Le temps des abus de faiblesses, comme celui des usurpateurs de tous poils est révolu. L’heure est à la vigilance et à la science sans lesquelles rien de tangible n’est possible. On passera son temps à parler un charabia en hommage à ceux qui ont perdu la vie pour un idéal qui vaut plus que cela. Que les programmes politiques prennent en charge la dimension identitaire c’est bien, quant à un débat sur le sexe des anges, c’est une autre affaire qu’il faut abandonner à ceux qui ont le ton de plaire, et de briller dans ces propos qui n’en valent pas la peine. Entre «celui qui dit oui et celui qui dit non !», la messe est dite, en berbère. Qu’il y eut des combats à toutes les époques cela nous interpelle plutôt deux fois qu’une, mais on ne peut, en aucune façon, nous imposer de nous conduire en chair à canon. Qu’à cela ne tienne, depuis qu’on a commencé à célébrer le 20 avril, il y eut des temps de clandestinité et des temps de récréations débonnaires, on a connu le « pire et le plus pire du pire », mais on ne s’est pas soulevés pour des pacotilles. Autrement dit, puisque l’essentiel est là que va faire Jugurtha à son peuple majeur et pas oublieux pour un sou, pour tempérer son ardeur à vouloir tout avoir à l’œil, tout contrôler ? Si Jugurtha revenait parmi ses sujets, il leur dirait, certainement : «Vous m’avez trahi combien de fois et je vous ai pardonnés, alors ne recommencez pas». Ce qui indispose l’aguelid, c’est la propension qu’ont ses descendants à guerroyer par procuration.

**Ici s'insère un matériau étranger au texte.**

//! Per-frame command encoding and the main render pass.

use std::sync::Arc;

/// Describes the clear and depth setup of a render pass.
#[derive(Debug)]
pub struct RenderPassBuilder<'a> {
    clear_color: wgpu::Color,
    depth_view: Option<&'a wgpu::TextureView>,
    depth_clear: f32,
    label: Option<&'static str>,
}

impl Default for RenderPassBuilder<'_> {
    fn default() -> Self {
        Self::new()
    }
}

impl<'a> RenderPassBuilder<'a> {
    #[must_use]
    pub fn new() -> Self {
        Self {
            clear_color: wgpu::Color::BLACK,
            depth_view: None,
            depth_clear: crate::DepthBuffer::CLEAR_VALUE,
            label: None,
        }
    }

    #[must_use]
    pub fn clear_color(mut self, color: wgpu::Color) -> Self {
        self.clear_color = color;
        self
    }

    #[must_use]
    pub fn depth(mut self, view: &'a wgpu::TextureView, clear_value: f32) -> Self {
        self.depth_view = Some(view);
        self.depth_clear = clear_value;
        self
    }

    #[must_use]
    pub fn label(mut self, label: &'static str) -> Self {
        self.label = Some(label);
        self
    }

    fn begin<'e>(
        &self,
        encoder: &'e mut wgpu::CommandEncoder,
        color_view: &'e wgpu::TextureView,
    ) -> wgpu::RenderPass<'e>
    where
        'a: 'e,
    {
        let color_attachment = wgpu::RenderPassColorAttachment {
            view: color_view,
            resolve_target: None,
            ops: wgpu::Operations {
                load: wgpu::LoadOp::Clear(self.clear_color),
                store: wgpu::StoreOp::Store,
            },
            depth_slice: None,
        };

        let depth_stencil_attachment =
            self.depth_view
                .map(|view| wgpu::RenderPassDepthStencilAttachment {
                    view,
                    depth_ops: Some(wgpu::Operations {
                        load: wgpu::LoadOp::Clear(self.depth_clear),
                        store: wgpu::StoreOp::Store,
                    }),
                    stencil_ops: None,
                });

        encoder.begin_render_pass(&wgpu::RenderPassDescriptor {
            label: self.label,
            color_attachments: &[Some(color_attachment)],
            depth_stencil_attachment,
            timestamp_writes: None,
            occlusion_query_set: None,
            multiview_mask: None,
        })
    }
}

/// Owns one frame's command encoder and surface texture. Submits and
/// presents on [`submit`](Self::submit), or on drop if that was skipped.
pub struct FrameEncoder {
    encoder: Option<wgpu::CommandEncoder>,
    queue: Arc<wgpu::Queue>,
    surface_texture: Option<wgpu::SurfaceTexture>,
    surface_view: wgpu::TextureView,
}

impl FrameEncoder {
    pub fn new(
        device: &wgpu::Device,
        queue: Arc<wgpu::Queue>,
        surface_texture: wgpu::SurfaceTexture,
    ) -> Self {
        let encoder = device.create_command_encoder(&wgpu::CommandEncoderDescriptor {
            label: Some("frame-encoder"),
        });
        let surface_view = surface_texture
            .texture
            .create_view(&wgpu::TextureViewDescriptor::default());

        Self {
            encoder: Some(encoder),
            queue,
            surface_texture: Some(surface_texture),
            surface_view,
        }
    }

    pub fn begin_render_pass<'e>(
        &'e mut self,
        builder: &RenderPassBuilder<'e>,
    ) -> wgpu::RenderPass<'e> {
        let encoder = self
            .encoder
            .as_mut()
            .expect("encoder is present until submit consumes the frame");
        builder.begin(encoder, &self.surface_view)
    }

    pub fn submit(mut self) {
        self.finish();
    }

    fn finish(&mut self) {
        if let (Some(encoder), Some(surface_texture)) =
            (self.encoder.take(), self.surface_texture.take())
        {
            self.queue.submit([encoder.finish()]);
            surface_texture.present();
        }
    }
}

impl Drop for FrameEncoder {
    fn drop(&mut self) {
        if self.encoder.is_some() {
            log::warn!("FrameEncoder dropped without submit(), submitting now");
            self.finish();
        }
    }
}

#[cfg(test)]
mod tests {
    use super::*;

    #[test]
    fn test_builder_defaults_to_black_without_depth() {
        let b = RenderPassBuilder::new();
        assert_eq!(b.clear_color, wgpu::Color::BLACK);
        assert!(b.depth_view.is_none());
        assert_eq!(b.depth_clear, 0.0);
    }

    #[test]
    fn test_builder_sets_clear_color_and_label() {
        let color = wgpu::Color {
            r: 0.1,
            g: 0.2,
            b: 0.3,
            a: 1.0,
        };
        let b = RenderPassBuilder::new().clear_color(color).label("main");
        assert_eq!(b.clear_color, color);
        assert_eq!(b.label, Some("main"));
    }
}
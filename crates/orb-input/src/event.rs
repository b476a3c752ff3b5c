//! Logical pointer events and their translation from winit.
//!
//! Mouse buttons and touch points both collapse into the same drag/move
//! vocabulary. With several fingers down, only the oldest active touch
//! drives the pointer position.

use winit::event::{ElementState, MouseScrollDelta, TouchPhase};

/// Inner size of the drawing surface in physical pixels.
#[derive(Debug, Clone, Copy, PartialEq, Eq)]
pub struct Viewport {
    pub width: u32,
    pub height: u32,
}

impl Viewport {
    #[must_use]
    pub fn new(width: u32, height: u32) -> Self {
        Self { width, height }
    }

    /// Width over height, or 1.0 for a degenerate viewport.
    #[must_use]
    pub fn aspect(&self) -> f32 {
        if self.height == 0 {
            1.0
        } else {
            self.width as f32 / self.height as f32
        }
    }
}

/// A pointer event after translation from the windowing layer.
#[derive(Debug, Clone, Copy, PartialEq)]
pub enum PointerEvent {
    /// Mouse button pressed or a touch started. `at` is the pointer
    /// position the drag starts from, when known.
    DragStart { at: Option<(f64, f64)> },
    /// Mouse button released or a touch ended/cancelled.
    DragEnd,
    /// Pointer position in viewport pixels, origin top-left.
    Move { x: f64, y: f64 },
    /// Wheel movement in lines, positive away from the user.
    Wheel(f32),
}

/// Pixels treated as one wheel line for high-resolution scroll devices.
const PIXELS_PER_LINE: f64 = 40.0;

/// Converts raw winit pointer input into [`PointerEvent`]s.
#[derive(Debug, Default)]
pub struct PointerTranslator {
    /// Active touches in the order they started: `(id, x, y)`.
    touches: Vec<(u64, f64, f64)>,
    /// Last mouse cursor position.
    cursor: Option<(f64, f64)>,
}

impl PointerTranslator {
    #[must_use]
    pub fn new() -> Self {
        Self::default()
    }

    /// `WindowEvent::MouseInput`. Every button starts and ends a drag.
    pub fn on_mouse_button(&mut self, state: ElementState) -> PointerEvent {
        match state {
            ElementState::Pressed => PointerEvent::DragStart { at: self.cursor },
            ElementState::Released => PointerEvent::DragEnd,
        }
    }

    /// `WindowEvent::CursorMoved`.
    pub fn on_cursor_moved(&mut self, x: f64, y: f64) -> PointerEvent {
        self.cursor = Some((x, y));
        PointerEvent::Move { x, y }
    }

    /// `WindowEvent::MouseWheel`.
    pub fn on_wheel(&mut self, delta: MouseScrollDelta) -> PointerEvent {
        let lines = match delta {
            MouseScrollDelta::LineDelta(_, y) => y,
            MouseScrollDelta::PixelDelta(pos) => (pos.y / PIXELS_PER_LINE) as f32,
        };
        PointerEvent::Wheel(lines)
    }

    /// `WindowEvent::Touch`.
    ///
    /// Returns `None` when a touch moves but no tracked touch exists, which
    /// happens if the start event was delivered before the window had focus.
    pub fn on_touch(&mut self, id: u64, phase: TouchPhase, x: f64, y: f64) -> Option<PointerEvent> {
        match phase {
            TouchPhase::Started => {
                self.touches.retain(|(tid, _, _)| *tid != id);
                self.touches.push((id, x, y));
                // Moves report the primary touch, so the drag anchors there.
                Some(PointerEvent::DragStart {
                    at: self.primary_touch(),
                })
            }
            TouchPhase::Moved => {
                if let Some(entry) = self.touches.iter_mut().find(|(tid, _, _)| *tid == id) {
                    entry.1 = x;
                    entry.2 = y;
                }
                self.primary_touch()
                    .map(|(x, y)| PointerEvent::Move { x, y })
            }
            TouchPhase::Ended | TouchPhase::Cancelled => {
                self.touches.retain(|(tid, _, _)| *tid != id);
                Some(PointerEvent::DragEnd)
            }
        }
    }

    /// Position of the oldest active touch.
    #[must_use]
    pub fn primary_touch(&self) -> Option<(f64, f64)> {
        self.touches.first().map(|&(_, x, y)| (x, y))
    }

    #[must_use]
    pub fn active_touches(&self) -> usize {
        self.touches.len()
    }
}

#[cfg(test)]
mod tests {
    use super::*;
    use winit::dpi::PhysicalPosition;

    #[test]
    fn test_mouse_buttons_map_to_drag() {
        let mut t = PointerTranslator::new();
        assert_eq!(
            t.on_mouse_button(ElementState::Pressed),
            PointerEvent::DragStart { at: None }
        );
        assert_eq!(t.on_mouse_button(ElementState::Released), PointerEvent::DragEnd);
        t.on_cursor_moved(12.0, 34.0);
        assert_eq!(
            t.on_mouse_button(ElementState::Pressed),
            PointerEvent::DragStart { at: Some((12.0, 34.0)) }
        );
    }

    #[test]
    fn test_touch_start_carries_anchor() {
        let mut t = PointerTranslator::new();
        assert_eq!(
            t.on_touch(1, TouchPhase::Started, 100.0, 100.0),
            Some(PointerEvent::DragStart { at: Some((100.0, 100.0)) })
        );
        t.on_touch(1, TouchPhase::Ended, 100.0, 100.0);
        assert_eq!(
            t.on_touch(2, TouchPhase::Started, 700.0, 500.0),
            Some(PointerEvent::DragStart { at: Some((700.0, 500.0)) })
        );
        // A second finger keeps the first one as the anchor.
        assert_eq!(
            t.on_touch(3, TouchPhase::Started, 5.0, 5.0),
            Some(PointerEvent::DragStart { at: Some((700.0, 500.0)) })
        );
    }

    #[test]
    fn test_second_touch_does_not_steer() {
        let mut t = PointerTranslator::new();
        t.on_touch(1, TouchPhase::Started, 10.0, 20.0);
        t.on_touch(2, TouchPhase::Started, 500.0, 500.0);

        let ev = t.on_touch(2, TouchPhase::Moved, 600.0, 600.0);
        assert_eq!(ev, Some(PointerEvent::Move { x: 10.0, y: 20.0 }));

        let ev = t.on_touch(1, TouchPhase::Moved, 30.0, 40.0);
        assert_eq!(ev, Some(PointerEvent::Move { x: 30.0, y: 40.0 }));
    }

    #[test]
    fn test_primary_touch_promotes_after_release() {
        let mut t = PointerTranslator::new();
        t.on_touch(1, TouchPhase::Started, 10.0, 20.0);
        t.on_touch(2, TouchPhase::Started, 500.0, 500.0);
        assert_eq!(t.on_touch(1, TouchPhase::Ended, 10.0, 20.0), Some(PointerEvent::DragEnd));
        assert_eq!(t.active_touches(), 1);
        assert_eq!(t.primary_touch(), Some((500.0, 500.0)));
    }

    #[test]
    fn test_cancelled_touch_ends_drag() {
        let mut t = PointerTranslator::new();
        t.on_touch(7, TouchPhase::Started, 1.0, 1.0);
        assert_eq!(t.on_touch(7, TouchPhase::Cancelled, 1.0, 1.0), Some(PointerEvent::DragEnd));
        assert_eq!(t.active_touches(), 0);
        assert_eq!(t.on_touch(7, TouchPhase::Moved, 2.0, 2.0), None);
    }

    #[test]
    fn test_wheel_pixel_delta_normalized() {
        let mut t = PointerTranslator::new();
        let ev = t.on_wheel(MouseScrollDelta::PixelDelta(PhysicalPosition::new(0.0, 80.0)));
        assert_eq!(ev, PointerEvent::Wheel(2.0));
        let ev = t.on_wheel(MouseScrollDelta::LineDelta(0.0, -1.0));
        assert_eq!(ev, PointerEvent::Wheel(-1.0));
    }

    #[test]
    fn test_viewport_aspect() {
        assert!((Viewport::new(800, 600).aspect() - 4.0 / 3.0).abs() < 1e-6);
        assert_eq!(Viewport::new(800, 0).aspect(), 1.0);
    }
}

Et ils le font systématiquement. Comme s’il s’agissait d’automatismes innés.

Les MCB divisés

Les MCB, il y en avait trois, d’abord la coordination nationale proche du RCD, les commissions nationales du FFS puis vint le rassemblement de Ferhat M’henni, qui ne manquera pas de s’éteindre comme ses prédécesseurs et ne se rallumer qu’en pareilles occasions. Chaque MCB fonctionnait isolément. ils avaient chacun sa politique inspirée du programme de sa chapelle politique. A la création du HCA la coordination s’était l’inauguration des chrysanthèmes, en allant fleurir les tombes de ceux, qui, naguère ou jadis ont milité pour Tamazight. Les commissions on mal vu le HCA et le traitaient de tous les noms d’oiseaux, et le rassemblement n’était pas encore né. Aujourd’hui, plus de MCB, ils se sont dissouts dans la foulée des consécrations dont a bénéficié l’identité de tous les algériens. Cela n’a pas été un frein pour la « folklorisassion » qui ne cessait de hanter les arcanes du 20 avril. Malgré tout cet anniversaire continuera en dépit de tout de briller comme le soleil au firmament du pays.

S. A. H.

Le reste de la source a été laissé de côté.